Hewitt

By Sophie Baker

A third of literature dished out to pension scheme members is in breach of legislative requirements, or shows signs of poor practice, according to the results of an investigation by The Pensions Regulator (TPR).

Research completed by the regulatory body found that of those assessed, issues such as sending out material to members too late, or not offering all the options such as to shop around, prevail, meaning that members could be making uninformed decisions. When it comes to trustees, TPR said it is important they meet legislative requirements and where possible get beyond compliance in their duty to do the best for their members.

Of the 97 schemes that submitted literature for consideration, TPR found that 98 per cent offer the Open Market Option (OMO), although take up remains low at 23 per cent of defined contribution (DC) members retiring. Over half (57 per cent) had scope for improvement in the standards of the information sent out to members, and 30 per cent had alleged legislative breaches of retirement disclosure regulations. On top of this, six per cent have been referred to regulator casework teams to follow up the substantial changes required in their literature or processes.

A letter will now be sent out to 4,500 schemes to highlight the findings of the investigation and to encourage trustees to review the pre-retirement literature administered to members.

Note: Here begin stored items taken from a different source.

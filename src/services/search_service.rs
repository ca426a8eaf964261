use crate::config::CONFIG;
use crate::error::ApiError;
use crate::models::{SearchResponse, SearchResult};
use crate::services::ApiClient;
use crate::utils::CancelToken;

/// Servicio de búsqueda de tickers sobre el ApiClient
#[derive(Clone)]
pub struct SearchService {
    api_client: ApiClient,
}

impl SearchService {
    pub fn new(api_client: ApiClient) -> Self {
        Self { api_client }
    }

    /// Buscar tickers por símbolo o nombre de empresa.
    ///
    /// Queries más cortas que el mínimo configurado devuelven vacío SIN
    /// emitir request. Los errores pasan sin transformar (incluido
    /// `Cancelled`, que el coordinador descarta en silencio).
    pub async fn search_tickers(
        &self,
        query: &str,
        limit: u32,
        cancel_token: Option<CancelToken>,
    ) -> Result<Vec<SearchResult>, ApiError> {
        if query.chars().count() < CONFIG.search_config.min_query_len {
            return Ok(Vec::new());
        }

        let response: SearchResponse = self
            .api_client
            .get(
                "/api/search/tickers",
                vec![
                    ("q".to_string(), query.to_string()),
                    ("limit".to_string(), limit.to_string()),
                ],
                cancel_token,
            )
            .await?;

        Ok(response.results)
    }
}

#[cfg(test)]
mod tests {
    use super::*;

    // La quiescencia de queries cortas no depende del navegador: nunca se
    // llega a emitir el request
    #[test]
    fn query_corta_devuelve_vacio_sin_request() {
        let service = SearchService::new(ApiClient::new("http://localhost:3000"));
        let result = futures::executor::block_on(service.search_tickers("a", 10, None));
        assert_eq!(result.expect("sin error"), Vec::new());
    }

    #[test]
    fn query_vacia_devuelve_vacio() {
        let service = SearchService::new(ApiClient::new("http://localhost:3000"));
        let result = futures::executor::block_on(service.search_tickers("", 10, None));
        assert!(result.expect("sin error").is_empty());
    }
}
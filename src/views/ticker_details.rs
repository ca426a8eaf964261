// ============================================================================
// TICKER DETAILS VIEW - Métricas de valuación y scorecard de un ticker
// ============================================================================

use wasm_bindgen::prelude::*;
use web_sys::Element;

use crate::dom::{append_child, on_click, ElementBuilder};
use crate::models::{Scorecard, TickerMetrics, ValuationMetrics};
use crate::state::AppState;
use crate::utils::{navigate_to, ROUTE_SEARCH};
use crate::viewmodels::{TickerState, TickerViewModel};
use crate::views::render_header;

/// Renderizar vista de detalle de un ticker
pub fn render_ticker_details(
    state: &AppState,
    vm: &TickerViewModel,
    ticker: &str,
) -> Result<Element, JsValue> {
    let screen = ElementBuilder::new("div")?.class("ticker-screen").build();
    append_child(&screen, &render_header(state)?)?;

    let container = ElementBuilder::new("div")?
        .class("ticker-container")
        .build();

    let back_link = ElementBuilder::new("button")?
        .attr("type", "button")?
        .class("btn-back")
        .text("← Back to search")
        .build();
    on_click(&back_link, move |_| {
        navigate_to(ROUTE_SEARCH);
    })?;
    append_child(&container, &back_link)?;

    match vm.get_state() {
        TickerState::Loading => {
            let loading = ElementBuilder::new("div")?
                .class("ticker-loading")
                .text(&format!("⏳ Loading {}...", ticker))
                .build();
            append_child(&container, &loading)?;
        }
        TickerState::Loaded(metrics) => {
            append_child(&container, &render_metrics(&metrics)?)?;
        }
        TickerState::Errored(message) => {
            let error = ElementBuilder::new("div")?
                .class("ticker-error")
                .text(&message)
                .build();
            append_child(&container, &error)?;
        }
    }

    append_child(&screen, &container)?;
    Ok(screen)
}

fn render_metrics(metrics: &TickerMetrics) -> Result<Element, JsValue> {
    let card = ElementBuilder::new("div")?.class("ticker-card").build();

    let header = ElementBuilder::new("div")?.class("ticker-header").build();
    let symbol = ElementBuilder::new("h2")?
        .class("ticker-symbol")
        .text(&metrics.ticker)
        .build();
    append_child(&header, &symbol)?;
    if let Some(ref company_name) = metrics.company_name {
        let company = ElementBuilder::new("p")?
            .class("ticker-company")
            .text(company_name)
            .build();
        append_child(&header, &company)?;
    }
    append_child(&card, &header)?;

    if let Some(ref valuation) = metrics.valuation {
        append_child(&card, &render_valuation(valuation)?)?;
    }
    if let Some(ref scorecard) = metrics.scorecard {
        append_child(&card, &render_scorecard(scorecard)?)?;
    }

    Ok(card)
}

fn render_valuation(valuation: &ValuationMetrics) -> Result<Element, JsValue> {
    let section = ElementBuilder::new("div")?
        .class("metrics-section")
        .build();
    let title = ElementBuilder::new("h3")?.text("Valuation").build();
    append_child(&section, &title)?;

    // El backend omite las métricas que no puede calcular: solo se
    // muestran las celdas presentes
    let grid = ElementBuilder::new("div")?.class("metrics-grid").build();
    if let Some(price) = valuation.price {
        append_child(&grid, &metric_cell("Price", &format!("${:.2}", price))?)?;
    }
    if let Some(market_cap) = valuation.market_cap {
        append_child(&grid, &metric_cell("Market Cap", &format_market_cap(market_cap))?)?;
    }
    if let Some(pe_ratio) = valuation.pe_ratio {
        append_child(&grid, &metric_cell("P/E", &format!("{:.2}", pe_ratio))?)?;
    }
    if let Some(pb_ratio) = valuation.pb_ratio {
        append_child(&grid, &metric_cell("P/B", &format!("{:.2}", pb_ratio))?)?;
    }
    if let Some(dividend_yield) = valuation.dividend_yield {
        append_child(
            &grid,
            &metric_cell("Dividend Yield", &format!("{:.2}%", dividend_yield))?,
        )?;
    }
    append_child(&section, &grid)?;

    Ok(section)
}

fn render_scorecard(scorecard: &Scorecard) -> Result<Element, JsValue> {
    let section = ElementBuilder::new("div")?
        .class("metrics-section")
        .build();
    let title = ElementBuilder::new("h3")?.text("Scorecard").build();
    append_child(&section, &title)?;

    let grid = ElementBuilder::new("div")?.class("metrics-grid").build();
    if let Some(profitability) = scorecard.profitability {
        append_child(
            &grid,
            &metric_cell("Profitability", &format!("{:.1}", profitability))?,
        )?;
    }
    if let Some(growth) = scorecard.growth {
        append_child(&grid, &metric_cell("Growth", &format!("{:.1}", growth))?)?;
    }
    if let Some(financial_health) = scorecard.financial_health {
        append_child(
            &grid,
            &metric_cell("Financial Health", &format!("{:.1}", financial_health))?,
        )?;
    }
    if let Some(overall) = scorecard.overall {
        append_child(&grid, &metric_cell("Overall", &format!("{:.1}", overall))?)?;
    }
    append_child(&section, &grid)?;

    Ok(section)
}

fn metric_cell(label: &str, value: &str) -> Result<Element, JsValue> {
    let cell = ElementBuilder::new("div")?.class("metric-cell").build();
    let label_el = ElementBuilder::new("span")?
        .class("metric-label")
        .text(label)
        .build();
    let value_el = ElementBuilder::new("span")?
        .class("metric-value")
        .text(value)
        .build();
    append_child(&cell, &label_el)?;
    append_child(&cell, &value_el)?;
    Ok(cell)
}

/// Formatear market cap en B/M para no mostrar números de 12 dígitos
fn format_market_cap(market_cap: f64) -> String {
    if market_cap >= 1_000_000_000_000.0 {
        format!("${:.2}T", market_cap / 1_000_000_000_000.0)
    } else if market_cap >= 1_000_000_000.0 {
        format!("${:.2}B", market_cap / 1_000_000_000.0)
    } else if market_cap >= 1_000_000.0 {
        format!("${:.2}M", market_cap / 1_000_000.0)
    } else {
        format!("${:.0}", market_cap)
    }
}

"Compliance with the legislative requirements is important as a minimum standard," commented June Mulroy, The Pensions Regulator's executive director of operations. "But we expect to see adoption of good practice as the norm. This will help members to make the right decisions at retirement, which we recognise can make a significant difference to the income they receive.

"It is encouraging to see examples of excellent practice, but we do recognise that there is room for improvement. The economic downturn has had an impact on the value of many DC members' pension savings and as such the importance of making informed decisions is higher than ever."

The research is published as part of TPR's ongoing campaign which aims to increase the support and guidance offered to members in DC schemes by improving standards in administration and governance across this market.

International law firm Eversheds' Terry Saeedi, pensions partner, added: "Until now the Regulator's main focus has been the regulation of defined benefit pension schemes. As the number of members of defined contribution schemes continues to grow, it is right that the Regulator increasingly focuses on the regulatory issues which defined contribution schemes raise. We welcome the fact that the Regulator is starting to look at the particular issues relating to these schemes."